In the Pre-Columbian era, Central America was inhabited by the indigenous peoples of Mesoamerica to the north and west
and the Isthmo-Colombian peoples to the south and east. Following the Spanish expedition of Christopher Columbus' voyages to the Americas, Spain began to colonize the Americas. From 1609 to1821, the majority of Central American territories (except for what would become Belize and Panama, and including the modern Mexican state of Chiapas) were governed by the viceroyalty of New Spain from Mexico City as the Captaincy General of Guatemala.
Tapachula is Mexico's main border city with Guatemala on the Pacific coast area even though it is located some kilometers away from the border proper. The city has had a strong Chinese presence since around 1900, when a number of people from China came to work in the coffee plantations of the area. Most of the descendants of these first immigrants have since dispersed throughout the Soconusco region, but there is still Asian immigration to Tapachula to this day. Most modern immigrants work in commerce rather than in agriculture. The most visible evidence of Asian presence is the significant number of Chinese and other Asian restaurants in the city, especially in the downtown.
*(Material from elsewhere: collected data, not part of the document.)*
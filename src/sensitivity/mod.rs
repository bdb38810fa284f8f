//! Sensitivity analysis over the cost/benefit model: deterministic
//! one-variable sweeps with tornado ranking, and a seeded Monte Carlo
//! sampler perturbing every variable at once.

pub mod monte_carlo;
pub mod sweep;

use serde::{Deserialize, Serialize};

pub use monte_carlo::{run_monte_carlo, DistributionStats, MonteCarloSummary};
pub use sweep::{run_sensitivity, sweep_variable, tornado, SweepPoint, TornadoRow, VariableSweep};

use crate::config::ScenarioConfig;

/// The scenario inputs worth perturbing. Each carries its own sweep range
/// and hard bounds; a perturbed value is clamped, never allowed to leave the
/// domain the formulas were calibrated for.
#[derive(Debug, Clone, Copy, PartialEq, Eq, Serialize, Deserialize)]
#[serde(rename_all = "kebab-case")]
pub enum Variable {
    Devices,
    BreachRisk,
    AdminHours,
    DowntimeCost,
    ComplianceRisk,
}

impl Variable {
    pub const ALL: [Variable; 5] = [
        Variable::Devices,
        Variable::BreachRisk,
        Variable::AdminHours,
        Variable::DowntimeCost,
        Variable::ComplianceRisk,
    ];

    pub fn label(&self) -> &'static str {
        match self {
            Variable::Devices => "Device Count",
            Variable::BreachRisk => "Breach Risk",
            Variable::AdminHours => "Admin Hours",
            Variable::DowntimeCost => "Downtime Cost",
            Variable::ComplianceRisk => "Compliance Risk",
        }
    }

    pub fn base_value(&self, scenario: &ScenarioConfig) -> f64 {
        match self {
            Variable::Devices => f64::from(scenario.devices),
            Variable::BreachRisk => scenario.breach_risk_pct,
            Variable::AdminHours => scenario.admin_hours_per_week,
            Variable::DowntimeCost => scenario.downtime_cost_per_hour,
            Variable::ComplianceRisk => scenario.compliance_violation_risk_pct,
        }
    }

    /// Hard bounds a perturbed value is clamped to.
    pub fn bounds(&self) -> (f64, f64) {
        match self {
            Variable::Devices => (100.0, 10_000.0),
            Variable::BreachRisk => (1.0, 50.0),
            Variable::AdminHours => (10.0, 80.0),
            Variable::DowntimeCost => (10_000.0, 200_000.0),
            Variable::ComplianceRisk => (1.0, 50.0),
        }
    }

    /// Percentage sweep range for the tornado analysis.
    pub fn sweep_range(&self) -> (i32, i32) {
        match self {
            Variable::Devices => (-50, 200),
            Variable::BreachRisk => (-50, 50),
            Variable::AdminHours => (-50, 100),
            Variable::DowntimeCost => (-50, 100),
            Variable::ComplianceRisk => (-50, 50),
        }
    }

    /// Uniform multiplier range and clamp for Monte Carlo sampling.
    pub fn monte_carlo_bounds(&self) -> (f64, f64, Option<(f64, f64)>) {
        match self {
            Variable::Devices => (0.8, 1.2, None),
            Variable::BreachRisk => (0.7, 1.3, Some((5.0, 30.0))),
            Variable::AdminHours => (0.8, 1.2, Some((20.0, 60.0))),
            Variable::DowntimeCost => (0.6, 1.4, None),
            Variable::ComplianceRisk => (0.7, 1.3, Some((10.0, 40.0))),
        }
    }

    /// Write `value` into a scenario copy, clamped to the variable's bounds.
    pub fn apply(&self, scenario: &mut ScenarioConfig, value: f64) {
        let (lo, hi) = self.bounds();
        let clamped = value.clamp(lo, hi);
        match self {
            Variable::Devices => scenario.devices = clamped.round() as u32,
            Variable::BreachRisk => scenario.breach_risk_pct = clamped,
            Variable::AdminHours => scenario.admin_hours_per_week = clamped,
            Variable::DowntimeCost => scenario.downtime_cost_per_hour = clamped,
            Variable::ComplianceRisk => scenario.compliance_violation_risk_pct = clamped,
        }
    }
}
Volcán Tajumulco is a large stratovolcano in the department of San Marcos in western Guatemala. It is the highest mountain in Central America at 4,202 metres (13,786 ft). It is part of the mountain range of the Sierra Madre de Chiapas, which begins in Mexico's southernmost state of Chiapas.
San Marcos (elevation: 7,868 feet (2,398 meters) is a city and municipality in Guatemala. It is the capital of the department of San Marcos. The municipality has a population of 47,063 (2018 census). Towards the end of the 20th century San Marcos became a hot spot for drug trafficking in Central America, and one of the top lords was Juan Chamalé Ortiz, who was heavily involved in cocaine trafficking, and was accused by US authorities of helping to move over 40 tons of cocaine through Central America en route to the United States. Ortiz also controlled a major opium poppy producing area, the San Marcos Department, where he was a popular local figure. He owned at least ten estates in his area of operations, centered in San Marcos city, and provided numerous jobs, in addition to cultivating local support by throwing parties and sponsoring beauty contests.
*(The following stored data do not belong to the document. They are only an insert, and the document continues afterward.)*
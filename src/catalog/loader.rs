//! Catalog file loading.
//!
//! Reading, parsing and validation are separate pure steps so tests can
//! exercise the parsers on inline strings without touching the filesystem.

use std::fs;
use std::io::{BufReader, Read};
use std::path::Path;

use serde::Deserialize;

use super::compliance::ComplianceFramework;
use super::industry::IndustryProfile;
use super::threat::ThreatModel;
use super::vendor::{FeatureSpec, Vendor};
use super::Catalog;
use crate::errors::{AnalysisError, Result};

pub const VENDORS_FILE: &str = "vendors.toml";
pub const INDUSTRIES_FILE: &str = "industries.toml";
pub const FRAMEWORKS_FILE: &str = "frameworks.toml";
pub const THREATS_FILE: &str = "threats.toml";

#[derive(Debug, Deserialize)]
pub struct VendorsFile {
    #[serde(default)]
    pub features: Vec<FeatureSpec>,
    pub vendors: Vec<Vendor>,
}

#[derive(Debug, Deserialize)]
pub struct IndustriesFile {
    pub industries: Vec<IndustryProfile>,
}

#[derive(Debug, Deserialize)]
pub struct FrameworksFile {
    pub frameworks: Vec<ComplianceFramework>,
}

#[derive(Debug, Deserialize)]
pub struct ThreatsFile {
    pub threat_models: Vec<ThreatModel>,
}

/// Pure function to read a catalog file's contents.
fn read_catalog_file(path: &Path) -> Result<String> {
    let file = fs::File::open(path).map_err(|e| AnalysisError::io(path, e))?;
    let mut reader = BufReader::new(file);
    let mut contents = String::new();
    reader
        .read_to_string(&mut contents)
        .map_err(|e| AnalysisError::io(path, e))?;
    Ok(contents)
}

fn parse_toml<T: serde::de::DeserializeOwned>(contents: &str, name: &str) -> Result<T> {
    toml::from_str(contents).map_err(|e| AnalysisError::parse(name, e.to_string()))
}

pub fn parse_vendors(contents: &str) -> Result<VendorsFile> {
    parse_toml(contents, VENDORS_FILE)
}

pub fn parse_industries(contents: &str) -> Result<IndustriesFile> {
    parse_toml(contents, INDUSTRIES_FILE)
}

pub fn parse_frameworks(contents: &str) -> Result<FrameworksFile> {
    parse_toml(contents, FRAMEWORKS_FILE)
}

pub fn parse_threats(contents: &str) -> Result<ThreatsFile> {
    parse_toml(contents, THREATS_FILE)
}

/// Load all four dataset files from a directory and assemble a validated
/// catalog.
pub fn load_catalog(dir: &Path) -> Result<Catalog> {
    let vendors = parse_vendors(&read_catalog_file(&dir.join(VENDORS_FILE))?)?;
    let industries = parse_industries(&read_catalog_file(&dir.join(INDUSTRIES_FILE))?)?;
    let frameworks = parse_frameworks(&read_catalog_file(&dir.join(FRAMEWORKS_FILE))?)?;
    let threats = parse_threats(&read_catalog_file(&dir.join(THREATS_FILE))?)?;

    let catalog = Catalog::assemble(vendors, industries, frameworks, threats)?;
    log::debug!(
        "Loaded catalog from {}: {} vendors, {} industries, {} frameworks, {} threat models",
        dir.display(),
        catalog.vendor_count(),
        catalog.industry_count(),
        catalog.framework_count(),
        catalog.threat_model_count()
    );
    Ok(catalog)
}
Quetzaltenango has a population of 180,706 (2018 census). The population is about 61% indigenous or Amerindian, 34% Mestizo or ladino and 5% white Latin American. The city is located in a mountain valley at an elevation of 7,640 feet above sea level at its lowest part.
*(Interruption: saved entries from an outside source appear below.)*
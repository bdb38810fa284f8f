//! Deterministic one-variable-at-a-time sweep and tornado ranking.

use serde::{Deserialize, Serialize};

use crate::catalog::{IndustryProfile, Vendor};
use crate::config::ScenarioConfig;
use crate::financial::{compute_cost_benefit, Payback};

use super::Variable;

pub const DEFAULT_STEP_PCT: i32 = 10;

#[derive(Debug, Clone, Serialize, Deserialize)]
pub struct SweepPoint {
    /// Percentage change from the base value.
    pub change_pct: i32,
    /// The (clamped) value actually used.
    pub value: f64,
    pub payback: Payback,
    pub annual_net: f64,
}

#[derive(Debug, Clone, Serialize, Deserialize)]
pub struct VariableSweep {
    pub variable: Variable,
    pub base_value: f64,
    pub points: Vec<SweepPoint>,
}

/// Tornado row: the payback swing a single variable produces across its
/// sweep range. `hit_horizon` marks that at least one sweep point's payback
/// lies beyond the horizon (late or never), so the max is the horizon bound
/// rather than a real payback.
#[derive(Debug, Clone, Serialize, Deserialize)]
pub struct TornadoRow {
    pub variable: Variable,
    pub min_months: f64,
    pub max_months: f64,
    pub impact: f64,
    pub hit_horizon: bool,
}

/// Sweep one variable over its percentage range, holding the rest at base.
pub fn sweep_variable(
    vendor: &Vendor,
    industry: &IndustryProfile,
    base: &ScenarioConfig,
    variable: Variable,
    step_pct: i32,
) -> VariableSweep {
    let base_value = variable.base_value(base);
    let (lo, hi) = variable.sweep_range();
    let step = step_pct.max(1);

    let mut points = Vec::new();
    let mut change = lo;
    while change <= hi {
        let target = base_value * (1.0 + f64::from(change) / 100.0);
        let mut scenario = base.clone();
        variable.apply(&mut scenario, target);
        let result = compute_cost_benefit(vendor, industry, &scenario);
        points.push(SweepPoint {
            change_pct: change,
            value: variable.base_value(&scenario),
            payback: result.payback,
            annual_net: result.net_monthly_benefit * 12.0,
        });
        change += step;
    }

    VariableSweep {
        variable,
        base_value,
        points,
    }
}

/// Rank variables by payback impact, descending.
pub fn tornado(sweeps: &[VariableSweep], horizon_months: f64) -> Vec<TornadoRow> {
    let mut rows: Vec<TornadoRow> = sweeps
        .iter()
        .filter(|s| !s.points.is_empty())
        .map(|s| {
            let months: Vec<f64> = s
                .points
                .iter()
                .map(|p| p.payback.months_or(horizon_months))
                .collect();
            let min_months = months.iter().copied().fold(f64::INFINITY, f64::min);
            let max_months = months.iter().copied().fold(f64::NEG_INFINITY, f64::max);
            let hit_horizon = s
                .points
                .iter()
                .any(|p| p.payback.exceeds_horizon(horizon_months));
            TornadoRow {
                variable: s.variable,
                min_months,
                max_months,
                impact: max_months - min_months,
                hit_horizon,
            }
        })
        .collect();

    rows.sort_by(|a, b| b.impact.partial_cmp(&a.impact).unwrap_or(std::cmp::Ordering::Equal));
    rows
}

/// Sweep every variable and rank them.
pub fn run_sensitivity(
    vendor: &Vendor,
    industry: &IndustryProfile,
    base: &ScenarioConfig,
) -> (Vec<VariableSweep>, Vec<TornadoRow>) {
    let sweeps: Vec<VariableSweep> = Variable::ALL
        .iter()
        .map(|v| sweep_variable(vendor, industry, base, *v, DEFAULT_STEP_PCT))
        .collect();
    let horizon_months = f64::from(base.years) * 12.0;
    let rows = tornado(&sweeps, horizon_months);
    (sweeps, rows)
}

#[cfg(test)]
mod tests {
    use super::*;
    use crate::catalog::{
        CostModel, IndustryMultipliers, LicensingTier, MarketPosition, VendorCategory,
    };
    use std::collections::BTreeMap;

    fn vendor() -> Vendor {
        Vendor {
            id: "cloud".into(),
            name: "Cloud NAC".into(),
            category: VendorCategory::CloudNative,
            position: MarketPosition::Leader,
            licensing: LicensingTier {
                name: "base".into(),
                price_per_device_monthly: 5.0,
            },
            costs: CostModel {
                implementation_cost: 25_000.0,
                hardware_cost_per_1000_devices: None,
                infrastructure_cost: None,
                services_fraction: 0.0,
                training_cost_per_user: 0.0,
                maintenance_hours_per_month: 49.0,
                support_fraction: 0.0,
                deployment_days: 7,
                fte_required: 0.25,
            },
            features: BTreeMap::new(),
        }
    }

    fn industry() -> IndustryProfile {
        IndustryProfile {
            id: "healthcare".into(),
            name: "Healthcare".into(),
            avg_breach_cost: 3_860_000.0,
            breach_frequency: 0.28,
            security_spend_fraction: 0.09,
            nac_adoption_fraction: 0.6,
            violation_cost: 500_000.0,
            multipliers: IndustryMultipliers::default(),
            frameworks: vec![],
            threat_model: "baseline".into(),
        }
    }

    #[test]
    fn sweep_covers_the_declared_range() {
        let base = ScenarioConfig::default();
        let sweep = sweep_variable(&vendor(), &industry(), &base, Variable::BreachRisk, 10);
        assert_eq!(sweep.points.first().unwrap().change_pct, -50);
        assert_eq!(sweep.points.last().unwrap().change_pct, 50);
        assert_eq!(sweep.points.len(), 11);
    }

    #[test]
    fn sweep_is_deterministic() {
        let base = ScenarioConfig::default();
        let a = sweep_variable(&vendor(), &industry(), &base, Variable::AdminHours, 10);
        let b = sweep_variable(&vendor(), &industry(), &base, Variable::AdminHours, 10);
        for (pa, pb) in a.points.iter().zip(b.points.iter()) {
            assert_eq!(pa.payback, pb.payback);
            assert_eq!(pa.annual_net, pb.annual_net);
        }
    }

    #[test]
    fn finite_payback_beyond_the_horizon_is_flagged() {
        // A 90-month payback at a 36-month horizon is bounded to 36 for the
        // swing but must not render as a real 36-month payback.
        let point = |months: f64| SweepPoint {
            change_pct: 0,
            value: 0.0,
            payback: Payback::Months(months),
            annual_net: 0.0,
        };
        let sweep = VariableSweep {
            variable: Variable::Devices,
            base_value: 1000.0,
            points: vec![point(8.0), point(90.0)],
        };
        let rows = tornado(&[sweep], 36.0);
        assert_eq!(rows[0].max_months, 36.0);
        assert!(rows[0].hit_horizon);
    }

    #[test]
    fn payback_inside_the_horizon_is_not_flagged() {
        // The cloud vendor pays back in under a year everywhere across the
        // breach-risk sweep, so the bound never kicks in.
        let base = ScenarioConfig::default();
        let sweep = sweep_variable(&vendor(), &industry(), &base, Variable::BreachRisk, 10);
        assert!(sweep.points.iter().all(|p| !p.payback.exceeds_horizon(36.0)));
        let rows = tornado(&[sweep], 36.0);
        assert!(!rows[0].hit_horizon);
    }

    #[test]
    fn tornado_impact_is_non_negative_and_sorted() {
        let base = ScenarioConfig::default();
        let (sweeps, rows) = run_sensitivity(&vendor(), &industry(), &base);
        assert_eq!(sweeps.len(), Variable::ALL.len());
        assert_eq!(rows.len(), Variable::ALL.len());
        for row in &rows {
            assert!(row.impact >= 0.0, "{:?} impact negative", row.variable);
            assert!(row.min_months <= row.max_months);
        }
        for pair in rows.windows(2) {
            assert!(pair[0].impact >= pair[1].impact);
        }
    }
}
The city was said to have already been over 300 years old when the Spanish first arrived. With the help of his allies, Conquistador Pedro de Alvarado defeated and killed the Maya ruler Tecún Umán here. When Alvarado conquered the city for Spain in the 1520s, he called it by the Nahuatl name used by his Central Mexican Indian allies, "Quetzaltenango", generally considered to mean "the place of the quetzal bird." Quetzaltenango became the city's official name in colonial times. However, many people (especially the indigenous population) continue to call the city "Xelajú" or more commonly "Xela" for short, and some proudly, but unofficially, consider it the "capital of the Mayas".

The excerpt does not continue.